▸ YOUR ASSIGNMENT
Starting with the line containing "external comparator. Scores" and going on through the line containing "let score = self.comparator.compare(query, entry.stroke);", return the lines of the data below exactly, and only those.

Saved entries
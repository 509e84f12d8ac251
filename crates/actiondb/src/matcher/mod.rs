//! Matching incoming gestures against the action database
//!
//! Every bound gesture is scored with the external comparator. Scores
//! below [`RELEVANCE_THRESHOLD`] are dropped, scores from there up are
//! reported as candidates, and the best one at or above
//! [`EXECUTE_THRESHOLD`] wins. Entries are scanned in ascending id order
//! and a later candidate wins a tie.

mod ranking;

pub use ranking::{Candidate, DEFAULT_ID, DEFAULT_NAME, NO_MATCH_ID, Ranking, Winner, WinnerId};

use log::info;

use crate::actions::Effects;
use crate::models::{Comparator, Gesture};
use crate::storage::ActionDb;

/// Minimum score for a gesture to be reported at all
pub const RELEVANCE_THRESHOLD: f64 = 0.25;

/// Minimum score for a gesture to win and have its action run
pub const EXECUTE_THRESHOLD: f64 = 0.7;

/// Ranks gestures using a comparator
pub struct Matcher<C> {
    comparator: C,
}

impl<C> Matcher<C> {
    pub fn new(comparator: C) -> Self {
        Self { comparator }
    }

    /// Score `query` against every bound gesture without running anything.
    ///
    /// A missing query returns a no-match ranking without comparing.
    pub fn rank<G>(&self, db: &ActionDb<G>, query: Option<&G>) -> Ranking<G>
    where
        G: Gesture,
        C: Comparator<G>,
    {
        let Some(query) = query else {
            return Ranking::no_match(None);
        };

        let mut ranking = Ranking::no_match(Some(query.clone()));
        let mut best_score = -1.0;
        let mut winner = None;

        for entry in db.strokes() {
            let score = self.comparator.compare(query, entry.stroke);
            if score.is_nan() || score < RELEVANCE_THRESHOLD {
                continue;
            }
            ranking.push_candidate(Candidate {
                score,
                name: entry.name.to_string(),
                stroke: entry.stroke.clone(),
            });
            if score >= best_score {
                best_score = score;
                if score >= EXECUTE_THRESHOLD {
                    winner = Some(Winner {
                        id: WinnerId::Entry(entry.id),
                        name: entry.name.to_string(),
                        action: entry.action.cloned(),
                        stroke: Some(entry.stroke.clone()),
                    });
                }
            }
        }

        if winner.is_none() && query.is_trivial() {
            winner = Some(Winner {
                id: WinnerId::Default,
                name: DEFAULT_NAME.to_string(),
                action: None,
                stroke: None,
            });
        }

        ranking.sort_candidates();
        if winner.is_some() {
            ranking.score = best_score;
            ranking.winner = winner;
        }
        ranking
    }

    /// Rank `query` and run the winner's action, if any
    pub fn handle<G>(
        &self,
        db: &ActionDb<G>,
        query: Option<&G>,
        fx: &mut dyn Effects,
    ) -> Ranking<G>
    where
        G: Gesture,
        C: Comparator<G>,
    {
        let mut ranking = self.rank(db, query);
        match &ranking.winner {
            Some(winner) => {
                info!("Executing Action {}...", winner.name);
                ranking.executed = winner.action.as_ref().map(|action| action.run(fx));
            }
            None => info!("Couldn't find matching stroke."),
        }
        ranking
    }
}

#[cfg(test)]
mod tests {
    use super::*;
    use crate::actions::{Action, ButtonInfo, Modifiers, SendKey};
    use crate::models::{StrokeId, StrokeInfo};
    use serde::{Deserialize, Serialize};
    use std::cell::Cell;
    use std::collections::HashMap;
    use std::io;

    /// Gesture identified by a number; `trivial` marks clicks
    #[derive(Debug, Clone, PartialEq, Eq, PartialOrd, Ord, Serialize, Deserialize)]
    struct Shape {
        id: u32,
        trivial: bool,
    }

    fn shape(id: u32) -> Shape {
        Shape { id, trivial: false }
    }

    fn click() -> Shape {
        Shape { id: 0, trivial: true }
    }

    impl Gesture for Shape {
        fn is_trivial(&self) -> bool {
            self.trivial
        }
    }

    /// Comparator returning scripted scores per registered shape
    #[derive(Default)]
    struct Scripted {
        scores: HashMap<u32, f64>,
        calls: Cell<usize>,
    }

    impl Scripted {
        fn with(scores: &[(u32, f64)]) -> Self {
            Self {
                scores: scores.iter().copied().collect(),
                calls: Cell::new(0),
            }
        }
    }

    impl Comparator<Shape> for Scripted {
        fn compare(&self, _query: &Shape, candidate: &Shape) -> f64 {
            self.calls.set(self.calls.get() + 1);
            self.scores.get(&candidate.id).copied().unwrap_or(0.0)
        }
    }

    #[derive(Default)]
    struct Recorder {
        spawned: Vec<String>,
    }

    impl Effects for Recorder {
        fn spawn_shell(&mut self, command: &str) -> io::Result<()> {
            self.spawned.push(command.to_string());
            Ok(())
        }

        fn send_key(&mut self, _key: &SendKey) -> bool {
            true
        }

        fn press_button(&mut self, _button: &ButtonInfo) -> bool {
            true
        }

        fn scroll(&mut self, _mods: Modifiers) -> bool {
            true
        }
    }

    fn db_with(entries: &[(&str, u32, &str)]) -> ActionDb<Shape> {
        let mut db = ActionDb::new();
        for (name, id, cmd) in entries {
            db.add_command(Some(shape(*id)), *name, *cmd);
        }
        db
    }

    #[test]
    fn test_null_query_skips_comparisons() {
        let db = db_with(&[("a", 1, "true")]);
        let matcher = Matcher::new(Scripted::with(&[(1, 1.0)]));

        let r = matcher.rank(&db, None);
        assert_eq!(r.score, -1.0);
        assert_eq!(r.id(), NO_MATCH_ID);
        assert!(r.stroke.is_none());
        assert_eq!(matcher.comparator.calls.get(), 0);
    }

    #[test]
    fn test_below_relevance_is_dropped() {
        let db = db_with(&[("a", 1, "true")]);
        let matcher = Matcher::new(Scripted::with(&[(1, 0.24)]));

        let r = matcher.rank(&db, Some(&shape(99)));
        assert!(r.candidates().is_empty());
        assert!(!r.success());
        assert_eq!(r.id(), NO_MATCH_ID);
    }

    #[test]
    fn test_near_miss_is_reported_not_executed() {
        let db = db_with(&[("a", 1, "echo a")]);
        let matcher = Matcher::new(Scripted::with(&[(1, 0.5)]));
        let mut recorder = Recorder::default();

        let r = matcher.handle(&db, Some(&shape(99)), &mut recorder);
        assert_eq!(r.candidates().len(), 1);
        assert_eq!(r.candidates()[0].name, "a");
        assert!(!r.success());
        assert_eq!(r.score, -1.0);
        assert!(r.executed.is_none());
        assert!(recorder.spawned.is_empty());
    }

    #[test]
    fn test_exact_threshold_wins_and_runs() {
        let db = db_with(&[("a", 1, "echo a")]);
        let matcher = Matcher::new(Scripted::with(&[(1, 0.7)]));
        let mut recorder = Recorder::default();

        let r = matcher.handle(&db, Some(&shape(99)), &mut recorder);
        assert!(r.success());
        assert_eq!(r.id(), 0);
        assert_eq!(r.score, 0.7);
        assert_eq!(r.name(), Some("a"));
        assert_eq!(r.winner.as_ref().unwrap().stroke, Some(shape(1)));
        assert_eq!(r.executed, Some(true));
        assert_eq!(recorder.spawned, vec!["echo a"]);
    }

    #[test]
    fn test_best_score_wins() {
        let db = db_with(&[("a", 1, "a"), ("b", 2, "b"), ("c", 3, "c")]);
        let matcher = Matcher::new(Scripted::with(&[(1, 0.8), (2, 0.95), (3, 0.75)]));

        let r = matcher.rank(&db, Some(&shape(99)));
        assert_eq!(r.name(), Some("b"));
        assert_eq!(r.score, 0.95);
        assert_eq!(r.candidates().len(), 3);
        assert_eq!(r.best_candidates(1).next().unwrap().name, "b");
    }

    #[test]
    fn test_tie_goes_to_later_entry() {
        let db = db_with(&[("first", 1, "a"), ("second", 2, "b")]);
        let matcher = Matcher::new(Scripted::with(&[(1, 0.9), (2, 0.9)]));

        let r = matcher.rank(&db, Some(&shape(99)));
        assert_eq!(r.id(), 1);
        assert_eq!(r.name(), Some("second"));
    }

    #[test]
    fn test_every_bound_shape_compared_once() {
        let mut db = ActionDb::new();
        db.add(StrokeInfo::new("multi").with_stroke(shape(1)).with_stroke(shape(2)));
        db.add(StrokeInfo::new("unbound"));
        db.add_command(Some(shape(3)), "single", "true");
        let matcher = Matcher::new(Scripted::default());

        matcher.rank(&db, Some(&shape(99)));
        assert_eq!(matcher.comparator.calls.get(), 3);
    }

    #[test]
    fn test_trivial_falls_back_to_default_click() {
        let db: ActionDb<Shape> = ActionDb::new();
        let matcher = Matcher::new(Scripted::default());
        let mut recorder = Recorder::default();

        let r = matcher.handle(&db, Some(&click()), &mut recorder);
        assert!(r.success());
        assert_eq!(r.id(), DEFAULT_ID);
        assert_eq!(r.name(), Some(DEFAULT_NAME));
        assert!(r.action().is_none());
        assert!(r.executed.is_none());
        assert!(recorder.spawned.is_empty());
    }

    #[test]
    fn test_trivial_prefers_real_match() {
        let db = db_with(&[("tap", 1, "xdotool click 1")]);
        let matcher = Matcher::new(Scripted::with(&[(1, 0.9)]));

        let r = matcher.rank(&db, Some(&click()));
        assert_eq!(r.id(), 0);
        assert_eq!(r.name(), Some("tap"));
    }

    #[test]
    fn test_entry_without_action() {
        let mut db = ActionDb::new();
        let id = db.add(StrokeInfo::new("placeholder").with_stroke(shape(1)));
        let matcher = Matcher::new(Scripted::with(&[(1, 1.0)]));
        let mut recorder = Recorder::default();

        let r = matcher.handle(&db, Some(&shape(99)), &mut recorder);
        assert_eq!(r.winner.as_ref().unwrap().id, WinnerId::Entry(id));
        assert!(r.executed.is_none());
    }

    #[test]
    fn test_empty_command_winner_reports_not_run() {
        let mut db = ActionDb::new();
        db.add(StrokeInfo::new("todo").with_stroke(shape(1)).with_action(Action::command("")));
        let matcher = Matcher::new(Scripted::with(&[(1, 1.0)]));
        let mut recorder = Recorder::default();

        let r = matcher.handle(&db, Some(&shape(99)), &mut recorder);
        assert!(r.success());
        assert_eq!(r.executed, Some(false));
    }

    #[test]
    fn test_nan_score_is_dropped() {
        let db = db_with(&[("broken", 1, "a"), ("good", 2, "b")]);
        let matcher = Matcher::new(Scripted::with(&[(1, f64::NAN), (2, 0.5)]));

        let r = matcher.rank(&db, Some(&shape(99)));
        assert_eq!(r.candidates().len(), 1);
        assert_eq!(r.best_candidates(1).next().unwrap().name, "good");
        assert!(!r.success());
    }

    #[test]
    fn test_closure_comparator() {
        let db = db_with(&[("a", 1, "a")]);
        let matcher = Matcher::new(|_: &Shape, b: &Shape| if b.id == 1 { 0.99 } else { 0.0 });

        let r = matcher.rank(&db, Some(&shape(5)));
        assert_eq!(r.winner.unwrap().id, WinnerId::Entry(StrokeId(0)));
    }
}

▸ RESULT
//! Every bound gesture is scored with the external comparator. Scores
//! below [`RELEVANCE_THRESHOLD`] are dropped, scores from there up are
//! reported as candidates, and the best one at or above
//! [`EXECUTE_THRESHOLD`] wins. Entries are scanned in ascending id order
//! and a later candidate wins a tie.

mod ranking;

pub use ranking::{Candidate, DEFAULT_ID, DEFAULT_NAME, NO_MATCH_ID, Ranking, Winner, WinnerId};

use log::info;

use crate::actions::Effects;
use crate::models::{Comparator, Gesture};
use crate::storage::ActionDb;

/// Minimum score for a gesture to be reported at all
pub const RELEVANCE_THRESHOLD: f64 = 0.25;

/// Minimum score for a gesture to win and have its action run
pub const EXECUTE_THRESHOLD: f64 = 0.7;

/// Ranks gestures using a comparator
pub struct Matcher<C> {
    comparator: C,
}

impl<C> Matcher<C> {
    pub fn new(comparator: C) -> Self {
        Self { comparator }
    }

    /// Score `query` against every bound gesture without running anything.
    ///
    /// A missing query returns a no-match ranking without comparing.
    pub fn rank<G>(&self, db: &ActionDb<G>, query: Option<&G>) -> Ranking<G>
    where
        G: Gesture,
        C: Comparator<G>,
    {
        let Some(query) = query else {
            return Ranking::no_match(None);
        };

        let mut ranking = Ranking::no_match(Some(query.clone()));
        let mut best_score = -1.0;
        let mut winner = None;

        for entry in db.strokes() {
            let score = self.comparator.compare(query, entry.stroke);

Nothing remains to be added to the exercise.